> What you have to do
Every line below that holds the string "trace" should be copied out.
++++ Records to process ++++
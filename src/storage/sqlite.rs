//! SQLite storage backend implementation
//!
//! This module provides a SQLite-based implementation of the `StorageBackend` trait.
//!
//! ## Features
//!
//! - **Embedded**: No separate database server required
//! - **WAL mode**: Reads proceed while a write is in progress (file databases)
//! - **Single writer**: All writes go through one async mutex
//! - **Prefixed tables**: Both tables are named after the configured prefix,
//!   including in retention queries
//!
//! ## In-memory databases
//!
//! Every SQLite in-memory connection is its own database, so the in-memory
//! variant uses a pool of exactly one connection that never expires. All
//! access is serialized through that connection.

use std::collections::HashMap;
use std::path::Path;
use std::sync::LazyLock;
use std::time::Duration;

use async_trait::async_trait;
use chrono::{DateTime, Utc};
use regex::Regex;
use sqlx::sqlite::{
    SqliteConnectOptions, SqliteJournalMode, SqlitePoolOptions, SqliteRow, SqliteSynchronous,
};
use sqlx::{Pool, Row, Sqlite};
use tokio::sync::Mutex;
use tracing::{debug, info, instrument, trace, warn};

use super::backend::{HealthStatus, NewService, StorageBackend};
use super::error::{StorageError, StorageResult};
use super::schema::{HistoryEntry, NewHistoryEntry, Service, ServiceId, Status};

/// Pattern a table prefix must match; identifiers cannot be bound as parameters
const TABLE_PREFIX_PATTERN: &str = r"^[A-Za-z_][A-Za-z0-9_]*$";

static TABLE_PREFIX: LazyLock<Regex> =
    LazyLock::new(|| Regex::new(TABLE_PREFIX_PATTERN).expect("table prefix pattern is valid"));

/// Names of the two tables, derived from the configured prefix
#[derive(Debug, Clone, PartialEq, Eq)]
pub struct TableNames {
    pub services: String,
    pub history: String,
}

impl TableNames {
    /// Derive table names from a prefix
    ///
    /// An empty prefix is allowed. Anything else must be a plain SQL identifier.
    pub fn from_prefix(prefix: &str) -> StorageResult<Self> {
        if !prefix.is_empty() && !TABLE_PREFIX.is_match(prefix) {
            return Err(StorageError::InvalidConfig(format!(
                "table prefix '{prefix}' must match {TABLE_PREFIX_PATTERN}"
            )));
        }

        Ok(Self {
            services: format!("{prefix}services"),
            history: format!("{prefix}history"),
        })
    }
}

/// SQLite storage backend
pub struct SqliteBackend {
    pool: Pool<Sqlite>,
    tables: TableNames,
    location: String,
    write_gate: Mutex<()>,
}

impl SqliteBackend {
    /// Open (or create) a database file
    ///
    /// This will:
    /// 1. Create the database file if it doesn't exist
    /// 2. Create both tables if they are missing
    /// 3. Configure SQLite for concurrent reads (WAL mode, etc.)
    ///
    /// ## Example
    ///
    /// ```no_run
    /// # use statuswatch::storage::sqlite::SqliteBackend;
    /// # async fn example() -> anyhow::Result<()> {
    /// let backend = SqliteBackend::new("./status.db", "statuswatch_").await?;
    /// # Ok(())
    /// # }
    /// ```
    #[instrument(skip_all)]
    pub async fn new(db_path: impl AsRef<Path>, table_prefix: &str) -> StorageResult<Self> {
        let tables = TableNames::from_prefix(table_prefix)?;
        let location = db_path.as_ref().to_string_lossy().to_string();

        info!("initializing SQLite backend at: {}", location);

        let options = SqliteConnectOptions::new()
            .filename(&location)
            .create_if_missing(true)
            .foreign_keys(true)
            .journal_mode(SqliteJournalMode::Wal)
            .synchronous(SqliteSynchronous::Normal)
            .busy_timeout(Duration::from_secs(30));

        let pool = SqlitePoolOptions::new()
            .max_connections(5)
            .connect_with(options)
            .await
            .map_err(|e| StorageError::ConnectionFailed(e.to_string()))?;

        Self::with_pool(pool, tables, location).await
    }

    /// Open a private in-memory database
    #[instrument(skip_all)]
    pub async fn in_memory(table_prefix: &str) -> StorageResult<Self> {
        let tables = TableNames::from_prefix(table_prefix)?;

        debug!("initializing in-memory SQLite backend");

        let options = SqliteConnectOptions::new()
            .in_memory(true)
            .foreign_keys(true);

        let pool = SqlitePoolOptions::new()
            .min_connections(1)
            .max_connections(1)
            .idle_timeout(None)
            .max_lifetime(None)
            .connect_with(options)
            .await
            .map_err(|e| StorageError::ConnectionFailed(e.to_string()))?;

        Self::with_pool(pool, tables, ":memory:".to_string()).await
    }

    async fn with_pool(pool: Pool<Sqlite>, tables: TableNames, location: String) -> StorageResult<Self> {
        let backend = Self {
            pool,
            tables,
            location,
            write_gate: Mutex::new(()),
        };
        backend.create_tables().await?;
        info!(
            "SQLite backend ready (tables: {}, {})",
            backend.tables.services, backend.tables.history
        );
        Ok(backend)
    }

    /// Table names in use
    pub fn tables(&self) -> &TableNames {
        &self.tables
    }

    async fn create_tables(&self) -> StorageResult<()> {
        let TableNames { services, history } = &self.tables;

        let statements = [
            format!(
                r#"
                CREATE TABLE IF NOT EXISTS "{services}" (
                    id INTEGER PRIMARY KEY AUTOINCREMENT NOT NULL,
                    "group" TEXT NOT NULL,
                    name TEXT NOT NULL,
                    endpoint TEXT NOT NULL,
                    hidden BOOLEAN NOT NULL,
                    UNIQUE (name, "group")
                )
                "#
            ),
            format!(
                r#"
                CREATE TABLE IF NOT EXISTS "{history}" (
                    id INTEGER PRIMARY KEY AUTOINCREMENT NOT NULL,
                    service_id INTEGER NOT NULL REFERENCES "{services}"(id) ON DELETE CASCADE,
                    timestamp INTEGER NOT NULL,
                    status TEXT NOT NULL
                        CHECK (status IN ('OPERATIONAL', 'LIMITED', 'OFFLINE', 'UNKNOWN')),
                    error TEXT,
                    possible_cause TEXT
                )
                "#
            ),
            format!(
                r#"
                CREATE INDEX IF NOT EXISTS "{history}_recent"
                ON "{history}" (service_id, timestamp DESC, id DESC)
                "#
            ),
        ];

        for statement in statements {
            sqlx::query(&statement)
                .execute(&self.pool)
                .await
                .map_err(|e| StorageError::MigrationFailed(e.to_string()))?;
        }

        debug!("schema ready");
        Ok(())
    }

    /// Helper to convert timestamp to Unix milliseconds for SQLite
    fn timestamp_to_millis(dt: &DateTime<Utc>) -> i64 {
        dt.timestamp_millis()
    }

    /// Helper to convert Unix milliseconds from SQLite to DateTime
    fn millis_to_timestamp(millis: i64) -> StorageResult<DateTime<Utc>> {
        DateTime::from_timestamp_millis(millis).ok_or_else(|| {
            warn!("stored timestamp {millis} is out of range");
            StorageError::QueryFailed(format!("timestamp {millis} is out of range"))
        })
    }

    fn bound_count(count: usize) -> i64 {
        i64::try_from(count).unwrap_or(i64::MAX)
    }

    fn service_from_row(row: &SqliteRow) -> StorageResult<Service> {
        Ok(Service {
            id: row.try_get("id")?,
            name: row.try_get("name")?,
            group: row.try_get("group")?,
            endpoint: row.try_get("endpoint")?,
            hidden: row.try_get("hidden")?,
        })
    }

    fn history_from_row(row: &SqliteRow) -> StorageResult<HistoryEntry> {
        let status: String = row.try_get("status")?;
        let status = status.parse::<Status>().map_err(StorageError::QueryFailed)?;

        Ok(HistoryEntry {
            id: row.try_get("id")?,
            service_id: row.try_get("service_id")?,
            timestamp: Self::millis_to_timestamp(row.try_get("timestamp")?)?,
            status,
            error: row.try_get("error")?,
            possible_cause: row.try_get("possible_cause")?,
        })
    }
}

#[async_trait]
impl StorageBackend for SqliteBackend {
    #[instrument(skip(self))]
    async fn list_services(&self) -> StorageResult<Vec<Service>> {
        let sql = format!(
            r#"SELECT id, name, "group", endpoint, hidden FROM "{}""#,
            self.tables.services
        );

        let rows = sqlx::query(&sql).fetch_all(&self.pool).await?;
        let services = rows
            .iter()
            .map(Self::service_from_row)
            .collect::<StorageResult<Vec<_>>>()?;

        trace!("listed {} services", services.len());
        Ok(services)
    }

    #[instrument(skip(self))]
    async fn find_service_id(&self, name: &str, group: &str) -> StorageResult<ServiceId> {
        let sql = format!(
            r#"SELECT id FROM "{}" WHERE name = ? AND "group" = ?"#,
            self.tables.services
        );

        let row: Option<(i64,)> = sqlx::query_as(&sql)
            .bind(name)
            .bind(group)
            .fetch_optional(&self.pool)
            .await?;

        row.map(|(id,)| id)
            .ok_or_else(|| StorageError::NotFound(format!("service {group}/{name}")))
    }

    #[instrument(skip(self), fields(name = %service.name, group = %service.group))]
    async fn insert_service(&self, service: NewService) -> StorageResult<ServiceId> {
        let sql = format!(
            r#"INSERT INTO "{}" (name, "group", endpoint, hidden) VALUES (?, ?, ?, ?)"#,
            self.tables.services
        );

        let _guard = self.write_gate.lock().await;
        let result = sqlx::query(&sql)
            .bind(&service.name)
            .bind(&service.group)
            .bind(&service.endpoint)
            .bind(service.hidden)
            .execute(&self.pool)
            .await?;

        Ok(result.last_insert_rowid())
    }

    #[instrument(skip(self))]
    async fn delete_service(&self, id: ServiceId) -> StorageResult<bool> {
        let sql = format!(r#"DELETE FROM "{}" WHERE id = ?"#, self.tables.services);

        let _guard = self.write_gate.lock().await;
        let result = sqlx::query(&sql).bind(id).execute(&self.pool).await?;

        Ok(result.rows_affected() > 0)
    }

    #[instrument(skip(self))]
    async fn delete_all_services(&self) -> StorageResult<usize> {
        let sql = format!(r#"DELETE FROM "{}""#, self.tables.services);

        let _guard = self.write_gate.lock().await;
        let result = sqlx::query(&sql).execute(&self.pool).await?;

        Ok(result.rows_affected() as usize)
    }

    #[instrument(skip(self, entry), fields(service_id = entry.service_id, status = %entry.status))]
    async fn insert_history(&self, entry: NewHistoryEntry) -> StorageResult<i64> {
        let sql = format!(
            r#"
            INSERT INTO "{}" (service_id, timestamp, status, error, possible_cause)
            VALUES (?, ?, ?, ?, ?)
            "#,
            self.tables.history
        );

        let _guard = self.write_gate.lock().await;
        let result = sqlx::query(&sql)
            .bind(entry.service_id)
            .bind(Self::timestamp_to_millis(&entry.timestamp))
            .bind(entry.status.as_str())
            .bind(entry.error.as_deref())
            .bind(entry.possible_cause.as_deref())
            .execute(&self.pool)
            .await?;

        Ok(result.last_insert_rowid())
    }

    #[instrument(skip(self))]
    async fn latest_history(
        &self,
        service_id: ServiceId,
        limit: usize,
    ) -> StorageResult<Vec<HistoryEntry>> {
        let sql = format!(
            r#"
            SELECT id, service_id, timestamp, status, error, possible_cause
            FROM "{}"
            WHERE service_id = ?
            ORDER BY timestamp DESC, id DESC
            LIMIT ?
            "#,
            self.tables.history
        );

        let rows = sqlx::query(&sql)
            .bind(service_id)
            .bind(Self::bound_count(limit))
            .fetch_all(&self.pool)
            .await?;

        let entries = rows
            .iter()
            .map(Self::history_from_row)
            .collect::<StorageResult<Vec<_>>>()?;

        trace!("query returned {} history rows", entries.len());
        Ok(entries)
    }

    #[instrument(skip(self))]
    async fn retain_history(&self, service_id: ServiceId, cap: usize) -> StorageResult<usize> {
        let history = &self.tables.history;
        let sql = format!(
            r#"
            DELETE FROM "{history}"
            WHERE service_id = ?
              AND id NOT IN (
                SELECT id FROM "{history}"
                WHERE service_id = ?
                ORDER BY timestamp DESC, id DESC
                LIMIT ?
              )
            "#
        );

        let _guard = self.write_gate.lock().await;
        let result = sqlx::query(&sql)
            .bind(service_id)
            .bind(service_id)
            .bind(Self::bound_count(cap))
            .execute(&self.pool)
            .await?;

        let deleted = result.rows_affected() as usize;
        if deleted > 0 {
            debug!("retention removed {} rows", deleted);
        }
        Ok(deleted)
    }

    #[instrument(skip(self))]
    async fn count_history(&self, service_id: ServiceId) -> StorageResult<usize> {
        let sql = format!(
            r#"SELECT COUNT(*) FROM "{}" WHERE service_id = ?"#,
            self.tables.history
        );

        let (count,): (i64,) = sqlx::query_as(&sql)
            .bind(service_id)
            .fetch_one(&self.pool)
            .await?;

        Ok(count.max(0) as usize)
    }

    #[instrument(skip(self))]
    async fn health_check(&self) -> StorageResult<HealthStatus> {
        match sqlx::query("SELECT 1").fetch_one(&self.pool).await {
            Ok(_) => {
                let mut metadata = HashMap::new();
                metadata.insert("backend".to_string(), "sqlite".to_string());
                metadata.insert("location".to_string(), self.location.clone());
                metadata.insert("services_table".to_string(), self.tables.services.clone());
                metadata.insert("history_table".to_string(), self.tables.history.clone());

                Ok(HealthStatus {
                    healthy: true,
                    message: "SQLite backend operational".to_string(),
                    metadata,
                })
            }
            Err(e) => {
                warn!("health check failed: {}", e);
                Ok(HealthStatus {
                    healthy: false,
                    message: format!("health check failed: {}", e),
                    metadata: HashMap::new(),
                })
            }
        }
    }

    async fn close(&self) -> StorageResult<()> {
        info!("closing SQLite backend");
        self.pool.close().await;
        Ok(())
    }
}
++++
> Completed exercise
use tracing::{debug, info, instrument, trace, warn};
        trace!("listed {} services", services.len());
        trace!("query returned {} history rows", entries.len());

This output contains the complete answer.